Data extracted from a collection:

────────────────────────────────────────

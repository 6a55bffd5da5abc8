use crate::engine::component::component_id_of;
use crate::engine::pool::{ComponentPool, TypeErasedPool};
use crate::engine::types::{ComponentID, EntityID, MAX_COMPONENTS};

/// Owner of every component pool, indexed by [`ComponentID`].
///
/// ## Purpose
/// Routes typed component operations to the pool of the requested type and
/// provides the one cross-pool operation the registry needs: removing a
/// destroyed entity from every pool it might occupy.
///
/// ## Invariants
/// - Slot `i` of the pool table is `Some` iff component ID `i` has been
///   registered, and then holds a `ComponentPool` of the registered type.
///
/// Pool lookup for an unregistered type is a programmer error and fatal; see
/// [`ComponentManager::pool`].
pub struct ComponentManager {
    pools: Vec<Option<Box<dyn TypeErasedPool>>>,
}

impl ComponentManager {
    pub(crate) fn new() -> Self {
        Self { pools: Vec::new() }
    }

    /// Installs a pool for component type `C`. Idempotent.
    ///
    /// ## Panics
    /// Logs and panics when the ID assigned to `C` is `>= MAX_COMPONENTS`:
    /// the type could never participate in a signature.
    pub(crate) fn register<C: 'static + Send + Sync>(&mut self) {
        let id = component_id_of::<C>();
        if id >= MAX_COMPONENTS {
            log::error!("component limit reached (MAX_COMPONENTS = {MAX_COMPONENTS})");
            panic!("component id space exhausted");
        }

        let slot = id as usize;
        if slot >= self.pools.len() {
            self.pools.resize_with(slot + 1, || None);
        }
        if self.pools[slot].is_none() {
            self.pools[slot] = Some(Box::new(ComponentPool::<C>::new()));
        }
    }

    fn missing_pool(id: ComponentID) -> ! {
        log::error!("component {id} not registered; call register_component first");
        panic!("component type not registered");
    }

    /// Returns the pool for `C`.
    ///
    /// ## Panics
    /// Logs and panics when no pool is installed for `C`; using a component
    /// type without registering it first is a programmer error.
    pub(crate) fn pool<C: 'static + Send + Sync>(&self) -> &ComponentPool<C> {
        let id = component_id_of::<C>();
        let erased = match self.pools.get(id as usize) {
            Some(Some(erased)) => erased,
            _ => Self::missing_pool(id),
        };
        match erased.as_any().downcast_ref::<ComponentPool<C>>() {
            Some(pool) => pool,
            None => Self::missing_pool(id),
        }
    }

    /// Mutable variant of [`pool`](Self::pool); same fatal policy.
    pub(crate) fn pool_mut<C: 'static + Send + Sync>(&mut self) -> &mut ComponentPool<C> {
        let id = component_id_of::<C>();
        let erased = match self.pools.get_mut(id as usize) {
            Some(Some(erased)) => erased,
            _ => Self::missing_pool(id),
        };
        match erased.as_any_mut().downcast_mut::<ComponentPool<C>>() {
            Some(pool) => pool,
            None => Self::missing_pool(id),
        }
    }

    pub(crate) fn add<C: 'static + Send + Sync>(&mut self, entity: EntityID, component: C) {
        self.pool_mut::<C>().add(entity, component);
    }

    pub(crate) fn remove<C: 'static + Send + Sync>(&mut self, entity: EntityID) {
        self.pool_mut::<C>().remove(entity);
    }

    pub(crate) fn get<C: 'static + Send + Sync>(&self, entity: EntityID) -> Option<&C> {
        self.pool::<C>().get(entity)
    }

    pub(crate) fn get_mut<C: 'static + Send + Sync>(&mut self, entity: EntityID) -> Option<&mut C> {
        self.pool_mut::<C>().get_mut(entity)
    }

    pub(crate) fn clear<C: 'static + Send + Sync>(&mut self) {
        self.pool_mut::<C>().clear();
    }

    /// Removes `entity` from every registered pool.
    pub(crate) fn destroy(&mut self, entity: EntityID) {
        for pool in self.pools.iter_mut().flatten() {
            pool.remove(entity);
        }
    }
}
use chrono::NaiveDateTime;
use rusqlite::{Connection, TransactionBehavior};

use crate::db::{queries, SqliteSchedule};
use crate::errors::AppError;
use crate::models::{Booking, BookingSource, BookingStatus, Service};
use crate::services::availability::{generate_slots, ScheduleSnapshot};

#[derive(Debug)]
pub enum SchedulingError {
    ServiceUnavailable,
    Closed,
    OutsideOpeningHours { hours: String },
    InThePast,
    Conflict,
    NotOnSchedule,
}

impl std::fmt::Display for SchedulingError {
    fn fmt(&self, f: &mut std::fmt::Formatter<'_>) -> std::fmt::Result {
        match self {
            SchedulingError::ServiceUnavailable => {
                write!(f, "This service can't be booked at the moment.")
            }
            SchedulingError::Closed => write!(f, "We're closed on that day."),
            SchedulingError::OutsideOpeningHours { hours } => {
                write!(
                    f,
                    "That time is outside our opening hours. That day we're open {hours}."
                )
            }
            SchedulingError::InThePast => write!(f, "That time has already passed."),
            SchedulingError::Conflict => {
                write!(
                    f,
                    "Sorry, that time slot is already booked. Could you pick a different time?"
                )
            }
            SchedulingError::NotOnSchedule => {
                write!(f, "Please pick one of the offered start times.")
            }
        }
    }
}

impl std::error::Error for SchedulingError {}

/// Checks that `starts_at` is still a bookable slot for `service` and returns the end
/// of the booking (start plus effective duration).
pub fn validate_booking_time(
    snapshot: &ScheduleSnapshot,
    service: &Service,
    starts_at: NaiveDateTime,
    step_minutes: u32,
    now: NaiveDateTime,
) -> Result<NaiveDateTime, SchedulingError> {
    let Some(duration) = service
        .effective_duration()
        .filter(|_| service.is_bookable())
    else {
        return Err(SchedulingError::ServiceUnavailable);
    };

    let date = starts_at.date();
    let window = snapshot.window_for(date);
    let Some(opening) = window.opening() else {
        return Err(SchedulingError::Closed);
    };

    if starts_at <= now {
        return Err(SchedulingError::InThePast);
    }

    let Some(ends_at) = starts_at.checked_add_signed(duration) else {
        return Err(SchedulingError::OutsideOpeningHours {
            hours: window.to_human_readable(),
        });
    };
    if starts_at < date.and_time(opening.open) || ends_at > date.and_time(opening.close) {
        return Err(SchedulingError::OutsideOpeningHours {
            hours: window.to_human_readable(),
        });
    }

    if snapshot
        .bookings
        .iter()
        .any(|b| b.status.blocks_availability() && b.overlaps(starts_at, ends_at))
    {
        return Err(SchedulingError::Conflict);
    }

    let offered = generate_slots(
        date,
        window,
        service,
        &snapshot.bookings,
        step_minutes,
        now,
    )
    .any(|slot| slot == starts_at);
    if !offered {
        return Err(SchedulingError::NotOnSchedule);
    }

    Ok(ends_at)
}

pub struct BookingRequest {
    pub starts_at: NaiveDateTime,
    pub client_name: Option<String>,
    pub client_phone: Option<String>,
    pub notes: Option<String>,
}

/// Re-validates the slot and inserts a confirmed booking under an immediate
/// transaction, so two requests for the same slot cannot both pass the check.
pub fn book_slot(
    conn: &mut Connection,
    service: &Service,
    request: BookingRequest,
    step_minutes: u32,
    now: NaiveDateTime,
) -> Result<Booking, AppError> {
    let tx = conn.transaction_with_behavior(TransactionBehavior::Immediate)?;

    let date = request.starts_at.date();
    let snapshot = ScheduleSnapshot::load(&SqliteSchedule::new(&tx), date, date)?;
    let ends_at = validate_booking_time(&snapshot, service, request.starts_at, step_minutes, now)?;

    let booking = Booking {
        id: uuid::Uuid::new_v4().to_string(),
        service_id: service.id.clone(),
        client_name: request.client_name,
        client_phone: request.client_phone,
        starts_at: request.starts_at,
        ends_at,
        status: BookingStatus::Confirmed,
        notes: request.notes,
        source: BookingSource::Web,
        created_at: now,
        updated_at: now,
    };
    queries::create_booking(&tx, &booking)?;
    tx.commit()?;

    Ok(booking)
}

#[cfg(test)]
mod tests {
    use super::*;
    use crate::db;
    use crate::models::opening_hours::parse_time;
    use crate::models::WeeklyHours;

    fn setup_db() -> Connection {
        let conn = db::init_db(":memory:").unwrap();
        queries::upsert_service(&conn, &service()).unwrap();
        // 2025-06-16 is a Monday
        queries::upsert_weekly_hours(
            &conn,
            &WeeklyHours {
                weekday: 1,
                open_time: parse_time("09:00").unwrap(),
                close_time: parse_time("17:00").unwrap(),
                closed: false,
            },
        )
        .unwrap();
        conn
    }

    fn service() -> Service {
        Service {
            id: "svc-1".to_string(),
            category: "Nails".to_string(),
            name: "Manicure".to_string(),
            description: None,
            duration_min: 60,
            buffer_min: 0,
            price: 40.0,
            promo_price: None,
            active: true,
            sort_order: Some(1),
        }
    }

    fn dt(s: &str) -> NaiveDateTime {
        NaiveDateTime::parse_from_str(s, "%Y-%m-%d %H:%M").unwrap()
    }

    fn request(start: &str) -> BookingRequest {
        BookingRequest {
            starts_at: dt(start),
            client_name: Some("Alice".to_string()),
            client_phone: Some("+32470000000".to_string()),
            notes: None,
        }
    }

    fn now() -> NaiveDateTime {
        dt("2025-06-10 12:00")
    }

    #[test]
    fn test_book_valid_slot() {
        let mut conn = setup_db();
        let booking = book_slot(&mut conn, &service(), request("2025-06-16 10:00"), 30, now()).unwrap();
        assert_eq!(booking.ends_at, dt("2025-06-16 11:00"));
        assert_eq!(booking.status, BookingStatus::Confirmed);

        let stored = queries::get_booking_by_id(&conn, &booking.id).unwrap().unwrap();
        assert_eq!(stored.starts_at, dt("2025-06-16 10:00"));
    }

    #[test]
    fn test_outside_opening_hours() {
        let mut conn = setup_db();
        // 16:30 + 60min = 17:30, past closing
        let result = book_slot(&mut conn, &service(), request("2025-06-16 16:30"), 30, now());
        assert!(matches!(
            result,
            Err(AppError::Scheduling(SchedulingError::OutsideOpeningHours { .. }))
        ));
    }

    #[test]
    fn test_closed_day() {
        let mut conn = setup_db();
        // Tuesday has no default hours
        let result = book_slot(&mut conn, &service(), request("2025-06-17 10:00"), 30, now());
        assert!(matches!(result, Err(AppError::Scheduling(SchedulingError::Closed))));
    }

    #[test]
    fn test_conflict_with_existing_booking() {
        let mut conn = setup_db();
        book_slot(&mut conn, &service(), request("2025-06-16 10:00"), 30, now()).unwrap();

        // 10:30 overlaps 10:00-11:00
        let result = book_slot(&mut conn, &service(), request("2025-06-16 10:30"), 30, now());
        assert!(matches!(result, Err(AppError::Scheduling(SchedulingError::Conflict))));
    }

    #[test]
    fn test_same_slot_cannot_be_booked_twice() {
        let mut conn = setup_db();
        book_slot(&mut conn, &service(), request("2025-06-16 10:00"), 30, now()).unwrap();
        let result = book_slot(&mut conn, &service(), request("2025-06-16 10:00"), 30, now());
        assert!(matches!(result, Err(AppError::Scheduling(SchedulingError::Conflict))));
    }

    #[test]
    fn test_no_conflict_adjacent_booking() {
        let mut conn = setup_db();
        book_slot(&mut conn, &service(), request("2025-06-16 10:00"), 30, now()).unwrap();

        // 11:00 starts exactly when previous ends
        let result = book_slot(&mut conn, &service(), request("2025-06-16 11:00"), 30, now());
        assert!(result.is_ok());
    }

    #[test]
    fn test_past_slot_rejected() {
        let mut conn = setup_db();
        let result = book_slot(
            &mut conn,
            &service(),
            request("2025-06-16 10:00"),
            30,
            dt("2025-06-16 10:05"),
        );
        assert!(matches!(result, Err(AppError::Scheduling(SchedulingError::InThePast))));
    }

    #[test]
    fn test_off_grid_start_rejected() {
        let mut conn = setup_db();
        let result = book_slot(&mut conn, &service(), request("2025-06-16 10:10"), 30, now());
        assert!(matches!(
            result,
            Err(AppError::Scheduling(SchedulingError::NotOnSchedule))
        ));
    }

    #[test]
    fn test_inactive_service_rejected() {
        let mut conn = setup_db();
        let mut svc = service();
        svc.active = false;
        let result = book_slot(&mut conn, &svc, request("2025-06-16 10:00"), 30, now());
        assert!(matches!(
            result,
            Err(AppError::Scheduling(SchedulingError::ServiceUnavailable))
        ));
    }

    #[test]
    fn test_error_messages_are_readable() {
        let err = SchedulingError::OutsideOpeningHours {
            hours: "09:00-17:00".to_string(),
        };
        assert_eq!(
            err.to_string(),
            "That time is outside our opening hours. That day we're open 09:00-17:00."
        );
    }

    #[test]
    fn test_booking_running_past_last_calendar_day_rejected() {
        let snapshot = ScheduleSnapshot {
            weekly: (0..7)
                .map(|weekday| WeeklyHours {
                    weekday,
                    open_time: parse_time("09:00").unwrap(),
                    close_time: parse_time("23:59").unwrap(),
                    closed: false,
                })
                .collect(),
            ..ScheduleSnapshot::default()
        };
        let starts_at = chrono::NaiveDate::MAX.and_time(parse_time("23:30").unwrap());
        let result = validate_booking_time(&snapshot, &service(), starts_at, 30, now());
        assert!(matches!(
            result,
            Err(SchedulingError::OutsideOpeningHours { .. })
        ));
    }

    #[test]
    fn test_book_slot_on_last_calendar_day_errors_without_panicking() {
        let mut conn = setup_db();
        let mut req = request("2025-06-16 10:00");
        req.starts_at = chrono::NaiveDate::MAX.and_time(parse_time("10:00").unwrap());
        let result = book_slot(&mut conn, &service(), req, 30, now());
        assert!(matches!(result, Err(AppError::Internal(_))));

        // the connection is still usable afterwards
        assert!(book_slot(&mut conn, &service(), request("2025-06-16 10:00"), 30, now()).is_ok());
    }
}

────────────────────────────────────────

> _Exercise description_: Every line above carrying the word "still" needs to be shown.

> _Answer box_:
/// Checks that `starts_at` is still a bookable slot for `service` and returns the end
        // the connection is still usable afterwards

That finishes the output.